Exercise objective: Wherever the string "refresh" occurs in a line of these records, report that line.

[Collected data]
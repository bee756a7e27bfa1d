//! Memo Implementation
//!
//! A Memo is a cached derived value that re-evaluates only when its
//! dependencies change.
//!
//! # How Memos Work
//!
//! 1. Creating a memo runs nothing. The first read computes and caches.
//!
//! 2. A write upstream marks the memo `DIRTY` (direct input) or `UNKNOWN`
//!    (somewhere farther up). Nothing is recomputed yet.
//!
//! 3. The next read validates: ancestors are brought up to date first, and
//!    the memo recomputes only if one of its direct inputs really changed.
//!
//! 4. A recomputation that lands on an equal value counts as no change, so
//!    the memo's own dependents are left alone.
//!
//! # Why This Matters
//!
//! - A signal changes
//! - 10 memos depend on it
//! - Only the memos actually read will recompute
//! - Memos that are never read stay stale (no wasted work)
//!
//! # Failures
//!
//! [`Memo::try_new`] takes a fallible closure. A failed run is logged and
//! the last good value is kept. Under [`PullErrorPolicy::Surface`] the
//! failure is also reported by [`Memo::try_get`] until a later run succeeds.
//!
//! [`PullErrorPolicy::Surface`]: crate::PullErrorPolicy::Surface

use std::cell::RefCell;
use std::fmt;
use std::rc::{Rc, Weak};

use crate::error::{PullError, ReactiveError, Result};
use crate::graph::{Compute, NodeId, NodeKind};
use crate::schedule::SchedulerKey;

use super::runtime::{Runtime, RuntimeInner};

type Pull<T> = Box<dyn Fn() -> std::result::Result<T, PullError>>;

struct MemoState<T> {
    value: RefCell<Option<T>>,
    pull: Pull<T>,
}

impl<T: PartialEq> Compute for MemoState<T> {
    fn compute(&self) -> std::result::Result<bool, PullError> {
        let next = (self.pull)()?;
        let mut value = self.value.borrow_mut();
        if value.as_ref() == Some(&next) {
            return Ok(false);
        }
        *value = Some(next);
        Ok(true)
    }
}

/// A cached derived value that recomputes only when dependencies change.
///
/// The `PartialEq` bound is what lets a recomputation that lands on the same
/// value stop propagation.
///
/// # Example
///
/// ```rust
/// use strand_core::Runtime;
///
/// let rt = Runtime::new();
/// let a = rt.signal(2);
/// let doubled = {
///     let a = a.clone();
///     rt.memo(move || a.get() * 2)
/// };
///
/// assert_eq!(doubled.get(), 4);
/// a.set(5);
/// assert_eq!(doubled.get(), 10);
/// ```
pub struct Memo<T> {
    id: NodeId,
    state: Rc<MemoState<T>>,
    runtime: Weak<RuntimeInner>,
}

impl<T: PartialEq + 'static> Memo<T> {
    /// Create a memo in the runtime's current scope.
    pub fn new(runtime: &Runtime, pull: impl Fn() -> T + 'static) -> Self {
        Self::try_new(runtime, move || Ok(pull()))
    }

    /// Create a memo from a closure that may fail.
    pub fn try_new(
        runtime: &Runtime,
        pull: impl Fn() -> std::result::Result<T, PullError> + 'static,
    ) -> Self {
        let state = Rc::new(MemoState {
            value: RefCell::new(None),
            pull: Box::new(pull),
        });
        let compute: Rc<dyn Compute> = state.clone();
        let id = runtime
            .inner()
            .create_node(NodeKind::Derived, SchedulerKey::SYNC, Some(compute));
        Self {
            id,
            state,
            runtime: runtime.downgrade(),
        }
    }
}

impl<T> Memo<T> {
    pub fn id(&self) -> NodeId {
        self.id
    }

    /// Validate, then borrow the value.
    ///
    /// Registers a dependency if a node is pulling.
    pub fn with<R>(&self, f: impl FnOnce(&T) -> R) -> Result<R> {
        self.refresh()?;
        match self.state.value.borrow().as_ref() {
            Some(value) => Ok(f(value)),
            None => Err(self.missing()),
        }
    }

    /// Whether the memo has produced a value yet.
    pub fn has_value(&self) -> bool {
        self.state.value.borrow().is_some()
    }

    pub fn dispose(&self) {
        if let Some(runtime) = self.runtime.upgrade() {
            runtime.dispose(self.id);
        }
    }

    pub fn is_disposed(&self) -> bool {
        self.runtime
            .upgrade()
            .is_some_and(|runtime| !runtime.is_live(self.id))
    }

    /// Nodes this memo read in its latest run, in read order.
    pub fn dependencies(&self) -> Vec<NodeId> {
        self.runtime
            .upgrade()
            .map(|runtime| runtime.dependencies(self.id))
            .unwrap_or_default()
    }

    pub fn dependents(&self) -> Vec<NodeId> {
        self.runtime
            .upgrade()
            .map(|runtime| runtime.dependents(self.id))
            .unwrap_or_default()
    }

    fn refresh(&self) -> Result<()> {
        let Some(runtime) = self.runtime.upgrade() else {
            return Ok(());
        };
        runtime.track(self.id);
        runtime.validate(self.id);
        match runtime.failure(self.id) {
            Some(err) => Err(err),
            None => Ok(()),
        }
    }

    fn missing(&self) -> ReactiveError {
        if self.runtime.strong_count() == 0 {
            ReactiveError::RuntimeDropped
        } else {
            ReactiveError::Uninitialized(self.id)
        }
    }
}

impl<T: Clone> Memo<T> {
    /// Validate and return the value.
    ///
    /// # Panics
    ///
    /// Panics if the memo never produced a value, which only happens when
    /// every run so far has failed. Use [`Memo::try_get`] for fallible memos.
    pub fn get(&self) -> T {
        match self.try_get() {
            Ok(value) => value,
            Err(err) => panic!("{err}"),
        }
    }

    /// Validate and return the value, or the reason there is none.
    pub fn try_get(&self) -> Result<T> {
        self.with(T::clone)
    }

    /// The cached value, without validating or tracking.
    pub fn get_untracked(&self) -> Option<T> {
        self.state.value.borrow().clone()
    }
}

impl<T> Clone for Memo<T> {
    fn clone(&self) -> Self {
        Self {
            id: self.id,
            state: self.state.clone(),
            runtime: self.runtime.clone(),
        }
    }
}

impl<T: fmt::Debug> fmt::Debug for Memo<T> {
    fn fmt(&self, f: &mut fmt::Formatter<'_>) -> fmt::Result {
        f.debug_struct("Memo")
            .field("id", &self.id)
            .field("value", &*self.state.value.borrow())
            .finish()
    }
}

impl Runtime {
    /// Shorthand for [`Memo::new`].
    pub fn memo<T: PartialEq + 'static>(&self, pull: impl Fn() -> T + 'static) -> Memo<T> {
        Memo::new(self, pull)
    }
}

#[cfg(test)]
mod tests {
    use super::*;
    use std::cell::Cell;

    use crate::config::{PullErrorPolicy, RuntimeConfig};
    use crate::graph::DirtyState;

    fn counter() -> (Rc<Cell<i32>>, Rc<Cell<i32>>) {
        let count = Rc::new(Cell::new(0));
        (count.clone(), count)
    }

    #[test]
    fn memo_computes_on_first_access() {
        let rt = Runtime::new();
        let (count, c) = counter();
        let memo = rt.memo(move || {
            c.set(c.get() + 1);
            42
        });

        assert_eq!(count.get(), 0);
        assert!(!memo.has_value());
        assert_eq!(memo.get(), 42);
        assert_eq!(count.get(), 1);
    }

    #[test]
    fn memo_caches_value_when_clean() {
        let rt = Runtime::new();
        let a = rt.signal(1);
        let (count, c) = counter();
        let a2 = a.clone();
        let memo = rt.memo(move || {
            c.set(c.get() + 1);
            a2.get() + 1
        });

        for _ in 0..3 {
            assert_eq!(memo.get(), 2);
        }
        assert_eq!(count.get(), 1);
    }

    #[test]
    fn memo_recomputes_when_dependency_changes() {
        let rt = Runtime::new();
        let a = rt.signal(1);
        let a2 = a.clone();
        let memo = rt.memo(move || a2.get() * 3);
        assert_eq!(memo.get(), 3);

        a.set(2);
        let state = rt.inner().graph.borrow().node(memo.id()).unwrap().dirty_state();
        assert!(state.contains(DirtyState::DIRTY));
        assert_eq!(memo.get(), 6);
    }

    #[test]
    fn memo_chain_skips_unchanged_middle() {
        let rt = Runtime::new();
        let a = rt.signal(2);
        let a2 = a.clone();
        let even = rt.memo(move || a2.get() % 2 == 0);
        let (count, c) = counter();
        let e2 = even.clone();
        let label = rt.memo(move || {
            c.set(c.get() + 1);
            if e2.get() { "even" } else { "odd" }
        });

        assert_eq!(label.get(), "even");
        a.set(4);
        assert_eq!(label.get(), "even");
        assert_eq!(count.get(), 1);

        a.set(5);
        assert_eq!(label.get(), "odd");
        assert_eq!(count.get(), 2);
    }

    #[test]
    fn memo_clone_shares_state() {
        let rt = Runtime::new();
        let memo1 = rt.memo(|| 7);
        let memo2 = memo1.clone();
        assert_eq!(memo1.get(), 7);
        assert!(memo2.has_value());
        assert_eq!(memo1.id(), memo2.id());
    }

    #[test]
    fn failed_run_keeps_last_value() {
        let rt = Runtime::new();
        let input = rt.signal(1);
        let i2 = input.clone();
        let memo = Memo::try_new(&rt, move || {
            let n = i2.get();
            if n < 0 {
                return Err("negative input".into());
            }
            Ok(n * 10)
        });
        assert_eq!(memo.get(), 10);

        input.set(-1);
        assert_eq!(memo.try_get().unwrap(), 10);
        // The edge survives the failure, so recovery is observed.
        input.set(2);
        assert_eq!(memo.get(), 20);
    }

    #[test]
    fn surface_policy_reports_failure_until_recovery() {
        let config = RuntimeConfig {
            pull_errors: PullErrorPolicy::Surface,
            ..RuntimeConfig::default()
        };
        let rt = Runtime::with_config(config);
        let input = rt.signal(1);
        let i2 = input.clone();
        let memo = Memo::try_new(&rt, move || {
            let n = i2.get();
            if n == 0 {
                Err("division by zero".into())
            } else {
                Ok(100 / n)
            }
        });
        assert_eq!(memo.try_get().unwrap(), 100);

        input.set(0);
        match memo.try_get() {
            Err(ReactiveError::PullFailed { node, message }) => {
                assert_eq!(node, memo.id());
                assert_eq!(message, "division by zero");
            }
            other => panic!("expected PullFailed, got {other:?}"),
        }

        input.set(4);
        assert_eq!(memo.try_get().unwrap(), 25);
    }

    #[test]
    fn first_run_failure_is_uninitialized() {
        let rt = Runtime::new();
        let memo: Memo<i32> = Memo::try_new(&rt, || Err("never".into()));
        assert!(matches!(memo.try_get(), Err(ReactiveError::Uninitialized(_))));
    }

    #[test]
    fn disposed_memo_stops_tracking() {
        let rt = Runtime::new();
        let a = rt.signal(1);
        let a2 = a.clone();
        let memo = rt.memo(move || a2.get());
        assert_eq!(memo.get(), 1);

        memo.dispose();
        assert!(memo.is_disposed());
        assert!(a.dependents().is_empty());
        a.set(2);
        assert_eq!(memo.get_untracked(), Some(1));
        // Disposal is not an error: reads keep returning the last value.
        assert!(matches!(memo.try_get(), Ok(1)));
    }
}
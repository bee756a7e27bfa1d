//! Effect Implementation
//!
//! An Effect is a side-effecting computation that runs whenever its
//! dependencies change.
//!
//! # How Effects Work
//!
//! 1. When created, the effect runs its function immediately to establish
//!    initial dependencies.
//!
//! 2. When a write reaches the effect, it is handed to the scheduler named
//!    in its [`EffectOptions`]. The scheduler decides when the flush runs.
//!
//! 3. At flush time the effect re-validates its inputs and re-runs only if
//!    one of them actually changed. Dependencies are rebuilt during the run.
//!
//! # Ownership
//!
//! Every effect owns a scope. Cells and effects created while it runs land
//! in that scope and are disposed right before the next run, so an effect
//! that builds child effects never accumulates stale ones.
//!
//! # Differences from Memo
//!
//! - Memos return a value; effects do not.
//! - Memos are lazy (compute on access); effects are eager (run when deps change).
//! - Memos are read by other nodes; effects are always terminal.

use std::cell::{Cell, RefCell};
use std::fmt;
use std::rc::{Rc, Weak};

use crate::error::PullError;
use crate::graph::{Compute, NodeId, NodeKind};
use crate::schedule::SchedulerKey;

use super::runtime::{Runtime, RuntimeInner};

type Run = Box<dyn FnMut() -> Result<(), PullError>>;

struct EffectState {
    run: RefCell<Run>,
    runs: Cell<usize>,
}

impl Compute for EffectState {
    fn compute(&self) -> Result<bool, PullError> {
        let Ok(mut run) = self.run.try_borrow_mut() else {
            tracing::warn!("effect re-entered its own run; skipping");
            return Ok(false);
        };
        self.runs.set(self.runs.get() + 1);
        run()?;
        Ok(true)
    }
}

/// Options for [`Effect::with_options`].
#[derive(Debug, Clone, Default)]
pub struct EffectOptions {
    /// Scheduler that flushes the effect after a write. Defaults to `sync`.
    pub scheduler: SchedulerKey,
}

/// A side-effecting computation that runs when dependencies change.
///
/// The handle is also the effect's disposer. Dropping it does not stop
/// the effect; [`Effect::dispose`] or releasing its scope does.
///
/// # Example
///
/// ```rust
/// use std::cell::Cell;
/// use std::rc::Rc;
/// use strand_core::Runtime;
///
/// let rt = Runtime::new();
/// let count = rt.signal(0);
/// let seen = Rc::new(Cell::new(0));
///
/// let effect = {
///     let (count, seen) = (count.clone(), seen.clone());
///     rt.effect(move || seen.set(count.get()))
/// };
///
/// count.set(5);
/// assert_eq!(seen.get(), 5);
///
/// effect.dispose();
/// count.set(6);
/// assert_eq!(seen.get(), 5);
/// ```
#[derive(Clone)]
pub struct Effect {
    id: NodeId,
    state: Rc<EffectState>,
    runtime: Weak<RuntimeInner>,
}

impl Effect {
    /// Create an effect on the `sync` scheduler and run it once.
    pub fn new(runtime: &Runtime, mut run: impl FnMut() + 'static) -> Self {
        Self::try_new(runtime, move || {
            run();
            Ok(())
        })
    }

    pub fn with_options(
        runtime: &Runtime,
        options: EffectOptions,
        mut run: impl FnMut() + 'static,
    ) -> Self {
        Self::try_with_options(runtime, options, move || {
            run();
            Ok(())
        })
    }

    /// Create an effect whose run may fail. Failures are logged and the
    /// effect stays subscribed to whatever it read before failing.
    pub fn try_new(runtime: &Runtime, run: impl FnMut() -> Result<(), PullError> + 'static) -> Self {
        Self::try_with_options(runtime, EffectOptions::default(), run)
    }

    pub fn try_with_options(
        runtime: &Runtime,
        options: EffectOptions,
        run: impl FnMut() -> Result<(), PullError> + 'static,
    ) -> Self {
        Self::build(runtime, options.scheduler, true, Box::new(run))
    }

    fn build(runtime: &Runtime, scheduler: SchedulerKey, release_on_rerun: bool, run: Run) -> Self {
        let state = Rc::new(EffectState {
            run: RefCell::new(run),
            runs: Cell::new(0),
        });
        let compute: Rc<dyn Compute> = state.clone();
        let inner = runtime.inner();
        let id = inner.create_node(NodeKind::Effect, scheduler, Some(compute));
        if !release_on_rerun {
            inner.keep_owned_scope(id);
        }
        inner.validate(id);
        Self {
            id,
            state,
            runtime: runtime.downgrade(),
        }
    }

    pub fn id(&self) -> NodeId {
        self.id
    }

    /// Re-run now, whether or not an input changed.
    pub fn run(&self) {
        if let Some(runtime) = self.runtime.upgrade() {
            runtime.force_run(self.id);
        }
    }

    /// Detach the effect's inputs and stop it for good, along with every
    /// cell and effect its runs created. Idempotent.
    pub fn dispose(&self) {
        if let Some(runtime) = self.runtime.upgrade() {
            runtime.dispose(self.id);
        }
    }

    /// A zero-argument callable that disposes this effect.
    pub fn disposer(&self) -> impl Fn() + 'static {
        let effect = self.clone();
        move || effect.dispose()
    }

    pub fn is_disposed(&self) -> bool {
        self.runtime
            .upgrade()
            .map_or(true, |runtime| !runtime.is_live(self.id))
    }

    /// Number of times the effect has run.
    pub fn run_count(&self) -> usize {
        self.state.runs.get()
    }

    /// Nodes read in the latest run, in read order.
    pub fn dependencies(&self) -> Vec<NodeId> {
        self.runtime
            .upgrade()
            .map(|runtime| runtime.dependencies(self.id))
            .unwrap_or_default()
    }
}

impl fmt::Debug for Effect {
    fn fmt(&self, f: &mut fmt::Formatter<'_>) -> fmt::Result {
        f.debug_struct("Effect")
            .field("id", &self.id)
            .field("runs", &self.state.runs.get())
            .finish()
    }
}

impl Runtime {
    /// Shorthand for [`Effect::new`].
    pub fn effect(&self, run: impl FnMut() + 'static) -> Effect {
        Effect::new(self, run)
    }
}

// ----------------------------------------------------------------------------
// Watch
// ----------------------------------------------------------------------------

/// Old and new value of one watched dependency.
#[derive(Debug, Clone, PartialEq)]
pub struct ValueDiff<T> {
    /// `None` on the immediate first call.
    pub old: Option<T>,
    pub new: T,
}

/// Options for [`watch_with`].
#[derive(Debug, Clone, Default)]
pub struct WatchOptions {
    /// Also call back on the mount run. Always on when there are no
    /// dependencies.
    pub immediate: bool,
    pub scheduler: SchedulerKey,
}

/// Call `callback` whenever any of `deps` produces a different value.
///
/// See [`watch_with`].
pub fn watch<T, D, C>(runtime: &Runtime, deps: Vec<D>, callback: C) -> Effect
where
    T: Clone + PartialEq + 'static,
    D: Fn() -> T + 'static,
    C: Fn(&[ValueDiff<T>]) + 'static,
{
    watch_with(runtime, deps, callback, WatchOptions::default())
}

/// Build an effect that re-reads every dependency closure on each run and,
/// after the mount run, calls `callback` with one [`ValueDiff`] per
/// dependency whenever the values differ from the previous run.
///
/// The callback runs untracked. Cells it creates belong to the watch and
/// are disposed right before the next call.
///
/// ```rust
/// use std::cell::RefCell;
/// use std::rc::Rc;
/// use strand_core::{watch, Runtime};
///
/// let rt = Runtime::new();
/// let name = rt.signal("ada");
/// let log = Rc::new(RefCell::new(Vec::new()));
///
/// let _watch = {
///     let (name, log) = (name.clone(), log.clone());
///     watch(&rt, vec![move || name.get()], move |diffs| {
///         log.borrow_mut().push((diffs[0].old, diffs[0].new));
///     })
/// };
///
/// name.set("grace");
/// assert_eq!(*log.borrow(), vec![(Some("ada"), "grace")]);
/// ```
pub fn watch_with<T, D, C>(runtime: &Runtime, deps: Vec<D>, callback: C, options: WatchOptions) -> Effect
where
    T: Clone + PartialEq + 'static,
    D: Fn() -> T + 'static,
    C: Fn(&[ValueDiff<T>]) + 'static,
{
    let immediate = options.immediate || deps.is_empty();
    let weak = runtime.downgrade();
    let mut previous: Option<Vec<T>> = None;

    let run = move || {
        let values: Vec<T> = deps.iter().map(|dep| dep()).collect();
        let old = previous.replace(values.clone());
        let fire = match &old {
            None => immediate,
            Some(old) => *old != values,
        };
        if !fire {
            return Ok(());
        }

        let diffs: Vec<ValueDiff<T>> = match old {
            Some(old) => old
                .into_iter()
                .zip(values)
                .map(|(old, new)| ValueDiff { old: Some(old), new })
                .collect(),
            None => values
                .into_iter()
                .map(|new| ValueDiff { old: None, new })
                .collect(),
        };
        match weak.upgrade() {
            Some(runtime) => {
                runtime.release_current_scope();
                runtime.untrack(|| callback(&diffs));
            }
            None => callback(&diffs),
        }
        Ok(())
    };
    Effect::build(runtime, options.scheduler, false, Box::new(run))
}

Exercise result:
        self.refresh()?;
    fn refresh(&self) -> Result<()> {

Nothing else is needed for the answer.